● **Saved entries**
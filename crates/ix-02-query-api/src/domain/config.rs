//! Query API configuration.

use serde::{Deserialize, Serialize};
use std::net::SocketAddr;

use super::error::QueryApiError;

/// HTTP server configuration.
#[derive(Clone, Debug, Serialize, Deserialize)]
#[serde(default)]
pub struct ApiConfig {
    /// Bind address.
    pub host: String,
    /// Bind port.
    pub port: u16,
    /// Page size when `limit` is absent.
    pub default_page_size: u32,
    /// Upper bound applied to every `limit`.
    pub max_page_size: u32,
    /// Allowed CORS origins ("*" for all).
    pub cors_allowed_origins: Vec<String>,
}

impl Default for ApiConfig {
    fn default() -> Self {
        Self {
            host: "0.0.0.0".to_string(),
            port: 3000,
            default_page_size: 10,
            max_page_size: 100,
            cors_allowed_origins: vec!["*".to_string()],
        }
    }
}

impl ApiConfig {
    /// Validate configuration.
    pub fn validate(&self) -> Result<(), QueryApiError> {
        if self.max_page_size == 0 {
            return Err(QueryApiError::Config("max_page_size cannot be 0".into()));
        }
        if self.default_page_size > self.max_page_size {
            return Err(QueryApiError::Config(format!(
                "default_page_size ({}) exceeds max_page_size ({})",
                self.default_page_size, self.max_page_size
            )));
        }
        self.socket_addr().map(|_| ())
    }

    /// Parsed bind address.
    pub fn socket_addr(&self) -> Result<SocketAddr, QueryApiError> {
        format!("{}:{}", self.host, self.port)
            .parse()
            .map_err(|e| QueryApiError::Config(format!("invalid bind address: {e}")))
    }

    /// Effective page size for a requested `limit`.
    pub fn page_size(&self, requested: Option<u32>) -> u32 {
        requested
            .unwrap_or(self.default_page_size)
            .min(self.max_page_size)
    }
}
//! # Transaction Resolver
//!
//! Resolves a block's transaction ids into stored transaction rows.
//! Sub-batches run one after another; ids inside a sub-batch are fetched
//! concurrently.

use futures::future::try_join_all;
use std::sync::Arc;
use tracing::debug;

use crate::algorithms::normalize_transaction;
use crate::domain::{SyncError, Transaction};
use crate::ports::NodeClient;

/// Bounded-concurrency transaction fetcher.
pub struct TransactionResolver<N: NodeClient> {
    node: Arc<N>,
    sub_batch_size: usize,
}

impl<N: NodeClient> TransactionResolver<N> {
    /// Create a resolver fetching at most `sub_batch_size` ids at once.
    pub fn new(node: Arc<N>, sub_batch_size: usize) -> Self {
        Self {
            node,
            sub_batch_size: sub_batch_size.max(1),
        }
    }

    /// Resolve `ids` for the block at `height`, preserving order.
    ///
    /// The first failing id fails the whole block.
    pub async fn resolve(
        &self,
        height: u64,
        ids: &[String],
    ) -> Result<Vec<Transaction>, SyncError> {
        let mut resolved = Vec::with_capacity(ids.len());

        for (index, chunk) in ids.chunks(self.sub_batch_size).enumerate() {
            debug!(
                height,
                sub_batch = index,
                size = chunk.len(),
                "[ix-01] Resolving transaction sub-batch"
            );
            let fetched = try_join_all(chunk.iter().map(|id| self.resolve_one(height, id))).await?;
            resolved.extend(fetched);
        }

        Ok(resolved)
    }

    async fn resolve_one(&self, height: u64, id: &str) -> Result<Transaction, SyncError> {
        let remote = self
            .node
            .transaction(id)
            .await
            .map_err(|e| SyncError::fetch(height, format!("transaction {id}: {e}")))?;
        Ok(normalize_transaction(id, height, remote))
    }
}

● **PROBLEM STATEMENT**
Say how many lines above hold the word "resolved", giving only the count.

● **ANSWER SPACE**
3